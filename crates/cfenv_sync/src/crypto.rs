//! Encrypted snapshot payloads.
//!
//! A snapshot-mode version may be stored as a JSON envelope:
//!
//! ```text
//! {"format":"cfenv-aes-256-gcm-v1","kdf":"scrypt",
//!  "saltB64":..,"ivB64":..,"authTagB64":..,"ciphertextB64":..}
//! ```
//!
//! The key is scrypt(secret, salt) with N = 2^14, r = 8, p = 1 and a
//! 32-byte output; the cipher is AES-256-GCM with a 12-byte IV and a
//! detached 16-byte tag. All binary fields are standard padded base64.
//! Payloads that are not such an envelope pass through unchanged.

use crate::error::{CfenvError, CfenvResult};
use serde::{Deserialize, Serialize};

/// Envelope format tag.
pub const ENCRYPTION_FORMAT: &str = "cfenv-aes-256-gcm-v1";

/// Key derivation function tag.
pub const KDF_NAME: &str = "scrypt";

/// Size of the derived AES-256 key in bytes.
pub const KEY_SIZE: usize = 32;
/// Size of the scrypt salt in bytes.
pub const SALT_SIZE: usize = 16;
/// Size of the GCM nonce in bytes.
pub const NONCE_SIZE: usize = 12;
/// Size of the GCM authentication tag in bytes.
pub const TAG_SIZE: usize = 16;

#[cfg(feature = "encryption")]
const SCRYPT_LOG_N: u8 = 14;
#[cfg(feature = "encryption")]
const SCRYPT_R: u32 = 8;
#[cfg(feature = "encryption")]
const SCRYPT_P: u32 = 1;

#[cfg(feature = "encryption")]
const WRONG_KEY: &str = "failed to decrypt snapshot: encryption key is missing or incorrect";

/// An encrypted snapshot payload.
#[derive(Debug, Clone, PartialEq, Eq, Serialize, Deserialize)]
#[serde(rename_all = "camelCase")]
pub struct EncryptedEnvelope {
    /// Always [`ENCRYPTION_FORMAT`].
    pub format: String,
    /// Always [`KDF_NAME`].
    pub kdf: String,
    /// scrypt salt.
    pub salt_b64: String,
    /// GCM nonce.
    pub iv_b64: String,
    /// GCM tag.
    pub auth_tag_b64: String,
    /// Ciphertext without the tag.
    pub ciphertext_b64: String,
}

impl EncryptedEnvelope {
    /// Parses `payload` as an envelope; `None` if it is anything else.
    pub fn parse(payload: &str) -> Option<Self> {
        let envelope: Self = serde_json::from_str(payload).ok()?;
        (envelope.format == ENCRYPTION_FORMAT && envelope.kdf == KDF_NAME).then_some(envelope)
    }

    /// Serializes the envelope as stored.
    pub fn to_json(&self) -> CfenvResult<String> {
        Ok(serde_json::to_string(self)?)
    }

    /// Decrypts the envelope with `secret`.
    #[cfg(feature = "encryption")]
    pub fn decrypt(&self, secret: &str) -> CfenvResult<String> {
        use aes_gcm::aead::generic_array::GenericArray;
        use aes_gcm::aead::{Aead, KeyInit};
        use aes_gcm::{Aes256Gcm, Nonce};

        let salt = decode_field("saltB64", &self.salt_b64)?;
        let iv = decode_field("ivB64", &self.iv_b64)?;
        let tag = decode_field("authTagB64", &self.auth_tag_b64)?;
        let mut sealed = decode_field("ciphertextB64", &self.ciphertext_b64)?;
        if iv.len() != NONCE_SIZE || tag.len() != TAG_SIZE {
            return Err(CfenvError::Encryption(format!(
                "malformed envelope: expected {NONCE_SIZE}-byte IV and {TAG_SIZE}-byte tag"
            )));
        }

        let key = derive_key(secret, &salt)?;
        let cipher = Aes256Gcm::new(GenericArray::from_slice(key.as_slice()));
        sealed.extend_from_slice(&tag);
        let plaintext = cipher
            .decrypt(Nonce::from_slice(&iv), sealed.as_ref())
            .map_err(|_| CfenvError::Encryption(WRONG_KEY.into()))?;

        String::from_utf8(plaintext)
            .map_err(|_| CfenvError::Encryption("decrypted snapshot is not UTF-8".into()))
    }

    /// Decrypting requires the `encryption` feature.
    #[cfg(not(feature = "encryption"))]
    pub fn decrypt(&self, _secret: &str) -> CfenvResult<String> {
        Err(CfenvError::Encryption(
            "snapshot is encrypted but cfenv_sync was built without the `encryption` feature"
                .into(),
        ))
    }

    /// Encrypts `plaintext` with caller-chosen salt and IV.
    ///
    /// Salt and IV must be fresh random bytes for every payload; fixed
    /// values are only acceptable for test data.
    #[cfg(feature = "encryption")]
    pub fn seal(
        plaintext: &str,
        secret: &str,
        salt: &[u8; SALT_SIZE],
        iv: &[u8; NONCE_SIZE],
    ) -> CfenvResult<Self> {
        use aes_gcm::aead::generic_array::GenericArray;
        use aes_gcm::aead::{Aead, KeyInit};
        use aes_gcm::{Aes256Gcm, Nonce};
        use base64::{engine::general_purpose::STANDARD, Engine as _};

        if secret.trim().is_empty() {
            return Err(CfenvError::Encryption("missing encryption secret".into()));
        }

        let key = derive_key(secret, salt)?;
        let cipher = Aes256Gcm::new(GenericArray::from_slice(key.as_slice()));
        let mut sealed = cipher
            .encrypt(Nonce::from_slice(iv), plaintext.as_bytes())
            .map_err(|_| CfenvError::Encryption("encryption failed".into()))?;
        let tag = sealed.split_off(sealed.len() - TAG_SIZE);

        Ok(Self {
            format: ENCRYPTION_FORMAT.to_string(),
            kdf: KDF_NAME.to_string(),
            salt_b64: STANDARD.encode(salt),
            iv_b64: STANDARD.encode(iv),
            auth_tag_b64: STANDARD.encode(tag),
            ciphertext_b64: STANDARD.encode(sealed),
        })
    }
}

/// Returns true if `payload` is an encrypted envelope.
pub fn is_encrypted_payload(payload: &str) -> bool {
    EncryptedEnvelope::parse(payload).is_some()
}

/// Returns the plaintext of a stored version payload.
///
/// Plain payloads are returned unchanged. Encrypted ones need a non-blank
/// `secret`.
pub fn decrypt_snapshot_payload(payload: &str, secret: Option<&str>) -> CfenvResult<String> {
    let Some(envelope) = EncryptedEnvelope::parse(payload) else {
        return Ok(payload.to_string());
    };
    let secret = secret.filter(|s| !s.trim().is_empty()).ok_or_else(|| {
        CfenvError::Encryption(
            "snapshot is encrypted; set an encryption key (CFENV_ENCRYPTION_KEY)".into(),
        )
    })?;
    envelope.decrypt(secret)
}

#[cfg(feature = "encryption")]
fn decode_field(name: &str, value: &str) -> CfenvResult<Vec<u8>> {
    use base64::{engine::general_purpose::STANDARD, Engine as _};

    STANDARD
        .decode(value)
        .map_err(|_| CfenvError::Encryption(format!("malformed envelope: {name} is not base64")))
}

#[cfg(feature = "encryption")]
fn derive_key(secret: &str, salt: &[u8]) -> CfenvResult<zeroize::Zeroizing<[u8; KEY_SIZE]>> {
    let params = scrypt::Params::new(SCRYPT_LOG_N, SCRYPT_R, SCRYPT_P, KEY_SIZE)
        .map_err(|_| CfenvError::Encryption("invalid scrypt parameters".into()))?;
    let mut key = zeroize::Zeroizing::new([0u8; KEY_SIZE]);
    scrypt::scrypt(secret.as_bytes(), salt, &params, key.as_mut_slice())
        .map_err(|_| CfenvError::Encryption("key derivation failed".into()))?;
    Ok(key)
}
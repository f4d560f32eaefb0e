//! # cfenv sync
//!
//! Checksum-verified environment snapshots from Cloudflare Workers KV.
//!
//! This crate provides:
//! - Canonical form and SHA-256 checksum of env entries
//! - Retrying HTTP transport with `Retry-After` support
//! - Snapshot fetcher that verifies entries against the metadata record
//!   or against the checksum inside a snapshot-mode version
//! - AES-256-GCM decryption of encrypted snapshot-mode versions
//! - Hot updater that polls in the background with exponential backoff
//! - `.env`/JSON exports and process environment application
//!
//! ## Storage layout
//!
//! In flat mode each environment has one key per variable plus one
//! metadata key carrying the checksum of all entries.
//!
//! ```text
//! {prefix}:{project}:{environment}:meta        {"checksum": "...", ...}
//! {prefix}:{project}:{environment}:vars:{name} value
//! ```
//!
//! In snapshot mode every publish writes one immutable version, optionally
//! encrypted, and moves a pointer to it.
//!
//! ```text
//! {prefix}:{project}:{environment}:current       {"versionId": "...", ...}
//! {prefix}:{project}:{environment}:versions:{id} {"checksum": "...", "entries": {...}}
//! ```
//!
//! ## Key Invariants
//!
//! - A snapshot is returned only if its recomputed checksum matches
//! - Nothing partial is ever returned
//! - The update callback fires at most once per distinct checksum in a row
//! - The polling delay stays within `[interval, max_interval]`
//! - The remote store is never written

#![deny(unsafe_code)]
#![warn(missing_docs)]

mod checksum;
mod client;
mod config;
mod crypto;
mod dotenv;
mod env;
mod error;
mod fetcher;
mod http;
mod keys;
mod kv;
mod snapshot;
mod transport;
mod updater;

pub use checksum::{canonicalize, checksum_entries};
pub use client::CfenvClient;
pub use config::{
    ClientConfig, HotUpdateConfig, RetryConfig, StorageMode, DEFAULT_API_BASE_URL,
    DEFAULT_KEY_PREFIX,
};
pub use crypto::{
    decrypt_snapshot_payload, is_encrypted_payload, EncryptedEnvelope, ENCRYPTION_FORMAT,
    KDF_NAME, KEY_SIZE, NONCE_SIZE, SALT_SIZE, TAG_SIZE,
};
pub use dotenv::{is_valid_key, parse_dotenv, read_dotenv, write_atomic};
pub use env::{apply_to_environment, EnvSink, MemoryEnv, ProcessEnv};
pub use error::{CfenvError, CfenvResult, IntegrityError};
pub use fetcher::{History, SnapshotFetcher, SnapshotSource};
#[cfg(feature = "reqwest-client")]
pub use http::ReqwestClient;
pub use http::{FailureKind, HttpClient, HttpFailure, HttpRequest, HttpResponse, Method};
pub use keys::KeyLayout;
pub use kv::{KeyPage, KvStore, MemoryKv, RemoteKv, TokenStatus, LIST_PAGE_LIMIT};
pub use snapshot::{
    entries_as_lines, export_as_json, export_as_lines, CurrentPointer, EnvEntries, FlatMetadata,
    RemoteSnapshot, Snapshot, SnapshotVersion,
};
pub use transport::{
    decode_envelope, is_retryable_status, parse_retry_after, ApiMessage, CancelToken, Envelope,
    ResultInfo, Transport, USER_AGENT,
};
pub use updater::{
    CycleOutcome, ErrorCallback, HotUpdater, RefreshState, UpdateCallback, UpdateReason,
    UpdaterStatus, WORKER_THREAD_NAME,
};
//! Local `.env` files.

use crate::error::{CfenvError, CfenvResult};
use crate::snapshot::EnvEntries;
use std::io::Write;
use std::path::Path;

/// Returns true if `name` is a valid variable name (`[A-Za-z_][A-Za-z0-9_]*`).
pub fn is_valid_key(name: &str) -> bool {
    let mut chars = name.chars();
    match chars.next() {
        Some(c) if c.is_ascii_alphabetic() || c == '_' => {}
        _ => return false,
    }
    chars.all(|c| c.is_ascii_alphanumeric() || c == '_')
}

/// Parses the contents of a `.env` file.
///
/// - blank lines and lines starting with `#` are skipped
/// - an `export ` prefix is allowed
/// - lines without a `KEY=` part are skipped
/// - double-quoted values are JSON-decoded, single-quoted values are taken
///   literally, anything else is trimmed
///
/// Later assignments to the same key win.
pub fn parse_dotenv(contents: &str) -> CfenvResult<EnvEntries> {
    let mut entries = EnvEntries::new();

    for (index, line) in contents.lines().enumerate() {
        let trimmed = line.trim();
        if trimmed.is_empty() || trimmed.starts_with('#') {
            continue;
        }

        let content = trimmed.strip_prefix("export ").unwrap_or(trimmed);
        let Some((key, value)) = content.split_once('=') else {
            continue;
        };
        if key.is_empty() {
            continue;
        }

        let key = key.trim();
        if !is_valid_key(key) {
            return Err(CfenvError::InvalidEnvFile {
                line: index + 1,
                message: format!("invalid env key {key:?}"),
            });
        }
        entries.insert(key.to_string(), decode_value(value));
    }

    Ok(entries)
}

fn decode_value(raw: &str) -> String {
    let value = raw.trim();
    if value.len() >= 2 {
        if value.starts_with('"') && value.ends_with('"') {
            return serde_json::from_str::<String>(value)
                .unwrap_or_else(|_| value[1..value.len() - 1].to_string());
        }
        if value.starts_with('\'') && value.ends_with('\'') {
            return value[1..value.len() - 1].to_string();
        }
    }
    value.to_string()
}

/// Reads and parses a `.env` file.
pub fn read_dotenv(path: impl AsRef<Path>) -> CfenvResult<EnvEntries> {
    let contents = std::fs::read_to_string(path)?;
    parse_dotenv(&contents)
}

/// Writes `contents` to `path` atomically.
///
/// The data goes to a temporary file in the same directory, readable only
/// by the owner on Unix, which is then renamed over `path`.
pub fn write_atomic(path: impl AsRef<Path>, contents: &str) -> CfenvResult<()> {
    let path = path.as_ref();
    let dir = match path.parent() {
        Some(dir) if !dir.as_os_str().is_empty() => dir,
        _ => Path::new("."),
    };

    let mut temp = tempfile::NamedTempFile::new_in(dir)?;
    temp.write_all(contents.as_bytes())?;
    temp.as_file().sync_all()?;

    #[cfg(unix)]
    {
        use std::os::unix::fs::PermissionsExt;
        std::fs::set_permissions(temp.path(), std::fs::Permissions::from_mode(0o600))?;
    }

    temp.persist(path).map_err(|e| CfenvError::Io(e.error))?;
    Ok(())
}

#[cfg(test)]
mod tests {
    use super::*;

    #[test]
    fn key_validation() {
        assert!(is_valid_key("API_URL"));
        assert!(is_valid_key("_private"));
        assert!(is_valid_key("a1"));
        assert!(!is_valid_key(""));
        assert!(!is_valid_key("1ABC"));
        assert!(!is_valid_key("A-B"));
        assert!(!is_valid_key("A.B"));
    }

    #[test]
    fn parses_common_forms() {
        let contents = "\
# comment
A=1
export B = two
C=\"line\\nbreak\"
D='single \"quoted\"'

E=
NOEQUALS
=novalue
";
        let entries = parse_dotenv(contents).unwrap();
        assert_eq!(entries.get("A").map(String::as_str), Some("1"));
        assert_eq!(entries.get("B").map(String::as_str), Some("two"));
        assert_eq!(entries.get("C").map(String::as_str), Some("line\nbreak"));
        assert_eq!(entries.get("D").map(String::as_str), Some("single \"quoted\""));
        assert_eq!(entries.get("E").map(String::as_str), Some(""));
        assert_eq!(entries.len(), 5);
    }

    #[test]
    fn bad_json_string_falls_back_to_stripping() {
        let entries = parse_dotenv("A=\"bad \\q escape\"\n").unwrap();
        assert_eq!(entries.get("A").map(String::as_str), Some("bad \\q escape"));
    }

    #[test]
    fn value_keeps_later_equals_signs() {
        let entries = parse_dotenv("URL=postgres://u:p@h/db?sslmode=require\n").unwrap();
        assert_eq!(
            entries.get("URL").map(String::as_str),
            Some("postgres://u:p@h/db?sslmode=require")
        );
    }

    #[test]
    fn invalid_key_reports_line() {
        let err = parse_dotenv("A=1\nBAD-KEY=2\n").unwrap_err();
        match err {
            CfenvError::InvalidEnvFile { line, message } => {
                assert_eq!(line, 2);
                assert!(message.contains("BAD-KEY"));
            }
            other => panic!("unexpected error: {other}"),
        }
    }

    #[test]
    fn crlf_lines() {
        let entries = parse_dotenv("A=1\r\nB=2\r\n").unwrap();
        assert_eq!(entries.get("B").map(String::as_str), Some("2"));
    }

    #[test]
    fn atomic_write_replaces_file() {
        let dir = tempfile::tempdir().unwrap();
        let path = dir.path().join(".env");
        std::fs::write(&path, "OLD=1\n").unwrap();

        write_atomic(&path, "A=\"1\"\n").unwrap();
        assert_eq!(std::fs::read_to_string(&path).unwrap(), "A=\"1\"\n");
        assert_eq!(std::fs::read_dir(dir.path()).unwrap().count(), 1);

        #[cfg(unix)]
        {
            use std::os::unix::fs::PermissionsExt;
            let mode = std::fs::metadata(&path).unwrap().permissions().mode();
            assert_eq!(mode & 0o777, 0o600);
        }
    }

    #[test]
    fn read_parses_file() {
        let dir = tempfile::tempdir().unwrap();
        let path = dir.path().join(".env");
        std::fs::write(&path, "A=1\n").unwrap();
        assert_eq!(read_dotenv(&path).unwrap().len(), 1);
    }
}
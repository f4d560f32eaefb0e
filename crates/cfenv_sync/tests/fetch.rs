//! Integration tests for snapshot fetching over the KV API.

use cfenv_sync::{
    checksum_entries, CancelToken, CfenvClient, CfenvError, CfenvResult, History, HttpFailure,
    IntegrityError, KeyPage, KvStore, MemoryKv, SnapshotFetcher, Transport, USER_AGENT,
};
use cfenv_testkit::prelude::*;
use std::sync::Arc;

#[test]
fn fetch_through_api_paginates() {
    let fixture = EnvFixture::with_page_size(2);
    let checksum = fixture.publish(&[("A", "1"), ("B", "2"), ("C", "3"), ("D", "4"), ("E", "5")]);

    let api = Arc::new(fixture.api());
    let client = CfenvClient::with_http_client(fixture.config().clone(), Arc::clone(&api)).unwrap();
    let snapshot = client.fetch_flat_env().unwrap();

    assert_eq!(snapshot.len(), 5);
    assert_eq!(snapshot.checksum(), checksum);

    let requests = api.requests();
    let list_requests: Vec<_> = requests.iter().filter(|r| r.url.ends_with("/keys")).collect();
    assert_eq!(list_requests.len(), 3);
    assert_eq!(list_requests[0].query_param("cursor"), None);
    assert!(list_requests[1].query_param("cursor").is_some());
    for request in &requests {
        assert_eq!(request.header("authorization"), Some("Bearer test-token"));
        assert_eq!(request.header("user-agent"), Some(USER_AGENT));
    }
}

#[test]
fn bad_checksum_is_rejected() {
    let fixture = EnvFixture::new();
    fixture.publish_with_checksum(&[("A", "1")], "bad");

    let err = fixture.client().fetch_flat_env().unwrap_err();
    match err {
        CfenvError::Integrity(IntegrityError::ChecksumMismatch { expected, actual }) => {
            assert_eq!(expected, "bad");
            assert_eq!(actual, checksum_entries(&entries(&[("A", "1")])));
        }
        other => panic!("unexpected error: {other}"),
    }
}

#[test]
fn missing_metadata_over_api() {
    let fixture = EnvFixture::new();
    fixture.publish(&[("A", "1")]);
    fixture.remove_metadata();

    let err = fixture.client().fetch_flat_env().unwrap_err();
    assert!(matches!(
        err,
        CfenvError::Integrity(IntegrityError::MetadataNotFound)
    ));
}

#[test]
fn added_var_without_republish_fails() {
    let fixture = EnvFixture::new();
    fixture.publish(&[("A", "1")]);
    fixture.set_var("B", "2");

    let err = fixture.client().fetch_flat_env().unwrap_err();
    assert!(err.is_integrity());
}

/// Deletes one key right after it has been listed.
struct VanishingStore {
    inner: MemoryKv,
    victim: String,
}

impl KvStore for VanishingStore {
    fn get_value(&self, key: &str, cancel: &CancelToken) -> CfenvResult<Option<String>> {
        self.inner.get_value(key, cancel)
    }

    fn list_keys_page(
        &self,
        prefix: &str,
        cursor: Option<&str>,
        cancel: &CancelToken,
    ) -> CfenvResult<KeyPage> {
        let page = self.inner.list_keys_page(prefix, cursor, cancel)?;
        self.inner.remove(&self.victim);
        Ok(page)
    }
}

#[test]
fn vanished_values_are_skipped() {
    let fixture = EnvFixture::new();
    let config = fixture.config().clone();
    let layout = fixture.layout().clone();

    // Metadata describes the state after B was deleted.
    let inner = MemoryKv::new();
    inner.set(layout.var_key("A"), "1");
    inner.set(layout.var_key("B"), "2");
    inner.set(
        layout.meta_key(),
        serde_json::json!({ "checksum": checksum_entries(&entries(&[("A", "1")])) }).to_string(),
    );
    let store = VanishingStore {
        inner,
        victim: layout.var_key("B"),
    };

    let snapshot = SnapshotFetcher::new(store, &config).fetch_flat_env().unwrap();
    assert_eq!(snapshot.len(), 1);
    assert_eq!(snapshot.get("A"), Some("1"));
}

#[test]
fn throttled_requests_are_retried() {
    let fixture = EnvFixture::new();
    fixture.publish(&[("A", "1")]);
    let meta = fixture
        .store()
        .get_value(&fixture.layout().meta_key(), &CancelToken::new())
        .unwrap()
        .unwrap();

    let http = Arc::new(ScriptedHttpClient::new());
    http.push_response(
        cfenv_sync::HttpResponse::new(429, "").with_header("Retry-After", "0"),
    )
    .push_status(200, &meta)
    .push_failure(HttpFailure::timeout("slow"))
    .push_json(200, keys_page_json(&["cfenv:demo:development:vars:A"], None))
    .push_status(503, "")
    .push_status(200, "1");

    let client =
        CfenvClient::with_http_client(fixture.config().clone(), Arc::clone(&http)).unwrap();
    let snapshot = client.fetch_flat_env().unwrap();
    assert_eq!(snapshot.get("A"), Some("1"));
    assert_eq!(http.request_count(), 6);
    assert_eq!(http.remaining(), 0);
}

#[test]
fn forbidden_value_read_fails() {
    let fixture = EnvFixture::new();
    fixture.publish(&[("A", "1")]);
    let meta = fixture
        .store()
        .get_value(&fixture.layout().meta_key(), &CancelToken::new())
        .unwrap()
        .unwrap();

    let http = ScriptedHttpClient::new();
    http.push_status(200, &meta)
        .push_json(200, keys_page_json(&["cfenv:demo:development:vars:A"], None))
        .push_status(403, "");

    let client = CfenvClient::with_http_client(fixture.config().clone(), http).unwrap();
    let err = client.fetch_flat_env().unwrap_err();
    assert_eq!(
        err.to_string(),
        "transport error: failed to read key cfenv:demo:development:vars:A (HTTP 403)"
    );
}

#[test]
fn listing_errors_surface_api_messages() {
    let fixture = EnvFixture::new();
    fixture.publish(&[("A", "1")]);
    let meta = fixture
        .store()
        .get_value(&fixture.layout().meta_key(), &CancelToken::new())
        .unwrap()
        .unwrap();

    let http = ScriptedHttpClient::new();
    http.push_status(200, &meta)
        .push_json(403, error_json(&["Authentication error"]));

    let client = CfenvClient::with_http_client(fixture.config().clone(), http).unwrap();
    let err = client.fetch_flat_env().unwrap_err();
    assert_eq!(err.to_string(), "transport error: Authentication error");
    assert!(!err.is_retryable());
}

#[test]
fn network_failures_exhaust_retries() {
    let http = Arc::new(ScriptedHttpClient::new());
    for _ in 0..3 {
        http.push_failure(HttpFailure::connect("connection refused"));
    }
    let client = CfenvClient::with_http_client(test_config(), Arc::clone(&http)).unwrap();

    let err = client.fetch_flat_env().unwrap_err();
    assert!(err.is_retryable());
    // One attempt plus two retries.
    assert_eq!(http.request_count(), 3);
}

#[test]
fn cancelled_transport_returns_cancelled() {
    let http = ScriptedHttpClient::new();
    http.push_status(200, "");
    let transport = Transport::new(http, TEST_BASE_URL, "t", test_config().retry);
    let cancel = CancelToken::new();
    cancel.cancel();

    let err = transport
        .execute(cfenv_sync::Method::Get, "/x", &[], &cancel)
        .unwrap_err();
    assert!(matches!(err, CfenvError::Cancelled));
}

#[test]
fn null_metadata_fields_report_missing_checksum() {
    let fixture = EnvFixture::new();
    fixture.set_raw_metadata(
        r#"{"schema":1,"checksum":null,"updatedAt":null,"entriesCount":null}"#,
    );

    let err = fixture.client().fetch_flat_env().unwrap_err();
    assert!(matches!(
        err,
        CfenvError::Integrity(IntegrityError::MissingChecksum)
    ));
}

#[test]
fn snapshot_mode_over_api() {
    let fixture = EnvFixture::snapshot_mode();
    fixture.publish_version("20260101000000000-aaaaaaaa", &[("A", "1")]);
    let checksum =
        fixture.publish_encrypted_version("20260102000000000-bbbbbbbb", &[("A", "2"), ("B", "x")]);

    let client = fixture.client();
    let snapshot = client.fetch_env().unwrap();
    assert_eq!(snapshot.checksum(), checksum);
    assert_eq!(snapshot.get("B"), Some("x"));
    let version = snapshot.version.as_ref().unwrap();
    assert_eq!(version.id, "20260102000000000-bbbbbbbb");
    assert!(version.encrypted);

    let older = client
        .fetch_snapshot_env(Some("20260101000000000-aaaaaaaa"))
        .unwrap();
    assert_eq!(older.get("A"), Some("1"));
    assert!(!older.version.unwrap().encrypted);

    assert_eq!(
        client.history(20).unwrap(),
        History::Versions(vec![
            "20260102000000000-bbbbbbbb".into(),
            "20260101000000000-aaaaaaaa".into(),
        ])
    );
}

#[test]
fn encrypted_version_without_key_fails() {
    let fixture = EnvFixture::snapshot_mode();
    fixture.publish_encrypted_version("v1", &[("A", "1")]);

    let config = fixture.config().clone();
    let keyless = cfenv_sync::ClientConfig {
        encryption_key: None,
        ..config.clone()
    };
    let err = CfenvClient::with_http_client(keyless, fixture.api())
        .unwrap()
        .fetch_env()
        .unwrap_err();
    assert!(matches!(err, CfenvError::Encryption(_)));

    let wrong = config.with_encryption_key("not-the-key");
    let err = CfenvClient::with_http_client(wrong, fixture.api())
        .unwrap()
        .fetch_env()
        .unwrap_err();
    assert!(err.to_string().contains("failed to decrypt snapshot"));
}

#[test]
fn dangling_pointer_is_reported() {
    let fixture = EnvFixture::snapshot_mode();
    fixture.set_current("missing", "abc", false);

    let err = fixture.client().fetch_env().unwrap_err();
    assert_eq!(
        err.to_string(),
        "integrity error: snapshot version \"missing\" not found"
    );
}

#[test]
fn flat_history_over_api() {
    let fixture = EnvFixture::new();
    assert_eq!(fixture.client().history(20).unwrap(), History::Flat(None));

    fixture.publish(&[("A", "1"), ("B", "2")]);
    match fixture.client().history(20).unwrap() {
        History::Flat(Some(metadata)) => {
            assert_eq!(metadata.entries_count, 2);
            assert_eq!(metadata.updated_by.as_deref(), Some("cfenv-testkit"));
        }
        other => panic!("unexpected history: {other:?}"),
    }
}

━━━━━━━━━━━━━━━━━━━━━━━━━━━━━━

Problem requirements:
Include the first line of the listing, the line with "encrypted snapshot payload.", and every line between them, each repeated exactly, and output only those.

Task response:
filename crates/cfenv_sync/src/crypto.rs
//! Encrypted snapshot payloads.
//!
//! A snapshot-mode version may be stored as a JSON envelope:
//!
//! ```text
//! {"format":"cfenv-aes-256-gcm-v1","kdf":"scrypt",
//!  "saltB64":..,"ivB64":..,"authTagB64":..,"ciphertextB64":..}
//! ```
//!
//! The key is scrypt(secret, salt) with N = 2^14, r = 8, p = 1 and a
//! 32-byte output; the cipher is AES-256-GCM with a 12-byte IV and a
//! detached 16-byte tag. All binary fields are standard padded base64.
//! Payloads that are not such an envelope pass through unchanged.

use crate::error::{CfenvError, CfenvResult};
use serde::{Deserialize, Serialize};

/// Envelope format tag.
pub const ENCRYPTION_FORMAT: &str = "cfenv-aes-256-gcm-v1";

/// Key derivation function tag.
pub const KDF_NAME: &str = "scrypt";

/// Size of the derived AES-256 key in bytes.
pub const KEY_SIZE: usize = 32;
/// Size of the scrypt salt in bytes.
pub const SALT_SIZE: usize = 16;
/// Size of the GCM nonce in bytes.
pub const NONCE_SIZE: usize = 12;
/// Size of the GCM authentication tag in bytes.
pub const TAG_SIZE: usize = 16;

#[cfg(feature = "encryption")]
const SCRYPT_LOG_N: u8 = 14;
#[cfg(feature = "encryption")]
const SCRYPT_R: u32 = 8;
#[cfg(feature = "encryption")]
const SCRYPT_P: u32 = 1;

#[cfg(feature = "encryption")]
const WRONG_KEY: &str = "failed to decrypt snapshot: encryption key is missing or incorrect";

/// An encrypted snapshot payload.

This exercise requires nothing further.